Saved entries
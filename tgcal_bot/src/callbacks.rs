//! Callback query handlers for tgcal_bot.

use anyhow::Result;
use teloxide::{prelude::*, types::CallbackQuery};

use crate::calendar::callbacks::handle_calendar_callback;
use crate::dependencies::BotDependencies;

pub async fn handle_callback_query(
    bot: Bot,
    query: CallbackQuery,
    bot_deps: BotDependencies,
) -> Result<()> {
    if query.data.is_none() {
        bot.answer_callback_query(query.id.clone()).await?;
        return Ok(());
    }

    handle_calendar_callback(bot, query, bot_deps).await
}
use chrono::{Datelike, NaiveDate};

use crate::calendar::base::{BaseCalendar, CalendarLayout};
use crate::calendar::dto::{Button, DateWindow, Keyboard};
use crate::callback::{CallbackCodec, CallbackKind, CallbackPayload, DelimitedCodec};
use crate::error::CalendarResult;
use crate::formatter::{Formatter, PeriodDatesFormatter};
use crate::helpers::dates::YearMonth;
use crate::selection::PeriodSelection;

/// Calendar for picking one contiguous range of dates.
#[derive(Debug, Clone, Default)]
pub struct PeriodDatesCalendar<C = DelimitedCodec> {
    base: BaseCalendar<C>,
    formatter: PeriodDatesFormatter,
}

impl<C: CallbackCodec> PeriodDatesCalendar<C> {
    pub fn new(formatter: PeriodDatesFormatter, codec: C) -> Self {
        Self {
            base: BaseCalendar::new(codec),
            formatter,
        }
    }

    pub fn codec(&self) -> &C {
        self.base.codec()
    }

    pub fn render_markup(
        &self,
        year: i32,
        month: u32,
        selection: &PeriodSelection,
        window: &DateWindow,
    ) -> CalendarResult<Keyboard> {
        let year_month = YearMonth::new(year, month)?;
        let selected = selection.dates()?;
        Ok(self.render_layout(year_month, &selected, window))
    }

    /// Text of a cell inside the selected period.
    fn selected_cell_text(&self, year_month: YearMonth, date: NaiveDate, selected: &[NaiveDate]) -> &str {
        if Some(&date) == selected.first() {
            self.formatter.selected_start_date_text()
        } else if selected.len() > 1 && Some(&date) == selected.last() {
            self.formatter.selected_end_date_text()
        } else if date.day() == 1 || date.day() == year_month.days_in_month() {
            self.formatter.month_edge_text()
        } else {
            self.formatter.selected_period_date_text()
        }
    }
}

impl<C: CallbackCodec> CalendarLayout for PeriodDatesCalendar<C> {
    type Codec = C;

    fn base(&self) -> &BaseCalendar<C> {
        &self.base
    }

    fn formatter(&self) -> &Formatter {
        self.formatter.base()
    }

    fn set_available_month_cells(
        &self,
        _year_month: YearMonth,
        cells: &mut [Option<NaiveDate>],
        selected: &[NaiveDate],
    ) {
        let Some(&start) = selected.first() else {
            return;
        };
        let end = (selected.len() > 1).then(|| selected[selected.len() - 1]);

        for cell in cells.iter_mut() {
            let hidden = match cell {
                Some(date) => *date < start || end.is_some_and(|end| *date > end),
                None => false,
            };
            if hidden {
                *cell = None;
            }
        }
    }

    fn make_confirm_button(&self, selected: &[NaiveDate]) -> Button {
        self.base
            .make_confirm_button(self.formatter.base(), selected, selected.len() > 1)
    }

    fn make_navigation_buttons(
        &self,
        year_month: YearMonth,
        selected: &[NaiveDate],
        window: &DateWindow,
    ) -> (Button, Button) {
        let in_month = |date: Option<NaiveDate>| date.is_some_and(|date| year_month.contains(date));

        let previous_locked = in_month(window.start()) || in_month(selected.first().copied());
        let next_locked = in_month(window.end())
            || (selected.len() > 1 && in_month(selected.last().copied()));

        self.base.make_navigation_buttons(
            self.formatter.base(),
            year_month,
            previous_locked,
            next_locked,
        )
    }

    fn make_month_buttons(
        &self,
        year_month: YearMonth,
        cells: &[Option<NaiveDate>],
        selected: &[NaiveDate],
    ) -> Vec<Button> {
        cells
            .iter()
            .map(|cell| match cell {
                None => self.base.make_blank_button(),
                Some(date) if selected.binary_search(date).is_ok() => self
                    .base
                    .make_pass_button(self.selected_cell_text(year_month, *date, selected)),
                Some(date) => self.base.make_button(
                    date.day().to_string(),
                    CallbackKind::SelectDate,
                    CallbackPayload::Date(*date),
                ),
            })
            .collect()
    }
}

_TRY IT_
Could you transcribe each entry exactly as it stands?

_EXPECTED ANSWER_
filename tgcal_bot/src/callbacks.rs
//! Callback query handlers for tgcal_bot.

use anyhow::Result;
use teloxide::{prelude::*, types::CallbackQuery};

use crate::calendar::callbacks::handle_calendar_callback;
use crate::dependencies::BotDependencies;

pub async fn handle_callback_query(
    bot: Bot,
    query: CallbackQuery,
    bot_deps: BotDependencies,
) -> Result<()> {
    if query.data.is_none() {
        bot.answer_callback_query(query.id.clone()).await?;
        return Ok(());
    }

    handle_calendar_callback(bot, query, bot_deps).await
}
use chrono::{Datelike, NaiveDate};

use crate::calendar::base::{BaseCalendar, CalendarLayout};
use crate::calendar::dto::{Button, DateWindow, Keyboard};
use crate::callback::{CallbackCodec, CallbackKind, CallbackPayload, DelimitedCodec};
use crate::error::CalendarResult;
use crate::formatter::{Formatter, PeriodDatesFormatter};
use crate::helpers::dates::YearMonth;
use crate::selection::PeriodSelection;

/// Calendar for picking one contiguous range of dates.
#[derive(Debug, Clone, Default)]
pub struct PeriodDatesCalendar<C = DelimitedCodec> {
    base: BaseCalendar<C>,
    formatter: PeriodDatesFormatter,
}

impl<C: CallbackCodec> PeriodDatesCalendar<C> {
    pub fn new(formatter: PeriodDatesFormatter, codec: C) -> Self {
        Self {
            base: BaseCalendar::new(codec),
            formatter,
        }
    }

    pub fn codec(&self) -> &C {
        self.base.codec()
    }

    pub fn render_markup(
        &self,
        year: i32,
        month: u32,
        selection: &PeriodSelection,
        window: &DateWindow,
    ) -> CalendarResult<Keyboard> {
        let year_month = YearMonth::new(year, month)?;
        let selected = selection.dates()?;
        Ok(self.render_layout(year_month, &selected, window))
    }

    /// Text of a cell inside the selected period.
    fn selected_cell_text(&self, year_month: YearMonth, date: NaiveDate, selected: &[NaiveDate]) -> &str {
        if Some(&date) == selected.first() {
            self.formatter.selected_start_date_text()
        } else if selected.len() > 1 && Some(&date) == selected.last() {
            self.formatter.selected_end_date_text()
        } else if date.day() == 1 || date.day() == year_month.days_in_month() {
            self.formatter.month_edge_text()
        } else {
            self.formatter.selected_period_date_text()
        }
    }
}

impl<C: CallbackCodec> CalendarLayout for PeriodDatesCalendar<C> {
    type Codec = C;

    fn base(&self) -> &BaseCalendar<C> {
        &self.base
    }

    fn formatter(&self) -> &Formatter {
        self.formatter.base()
    }

    fn set_available_month_cells(
        &self,
        _year_month: YearMonth,
        cells: &mut [Option<NaiveDate>],
        selected: &[NaiveDate],
    ) {
        let Some(&start) = selected.first() else {
            return;
        };
        let end = (selected.len() > 1).then(|| selected[selected.len() - 1]);

        for cell in cells.iter_mut() {
            let hidden = match cell {
                Some(date) => *date < start || end.is_some_and(|end| *date > end),
                None => false,
            };
            if hidden {
                *cell = None;
            }
        }
    }

    fn make_confirm_button(&self, selected: &[NaiveDate]) -> Button {
        self.base
            .make_confirm_button(self.formatter.base(), selected, selected.len() > 1)
    }

    fn make_navigation_buttons(
        &self,
        year_month: YearMonth,
        selected: &[NaiveDate],
        window: &DateWindow,
    ) -> (Button, Button) {
        let in_month = |date: Option<NaiveDate>| date.is_some_and(|date| year_month.contains(date));

        let previous_locked = in_month(window.start()) || in_month(selected.first().copied());
        let next_locked = in_month(window.end())
            || (selected.len() > 1 && in_month(selected.last().copied()));

        self.base.make_navigation_buttons(
            self.formatter.base(),
            year_month,
            previous_locked,
            next_locked,
        )
    }

    fn make_month_buttons(
        &self,
        year_month: YearMonth,
        cells: &[Option<NaiveDate>],
        selected: &[NaiveDate],
    ) -> Vec<Button> {
        cells
            .iter()
            .map(|cell| match cell {
                None => self.base.make_blank_button(),
                Some(date) if selected.binary_search(date).is_ok() => self
                    .base
                    .make_pass_button(self.selected_cell_text(year_month, *date, selected)),
                Some(date) => self.base.make_button(
                    date.day().to_string(),
                    CallbackKind::SelectDate,
                    CallbackPayload::Date(*date),
                ),
            })
            .collect()
    }
}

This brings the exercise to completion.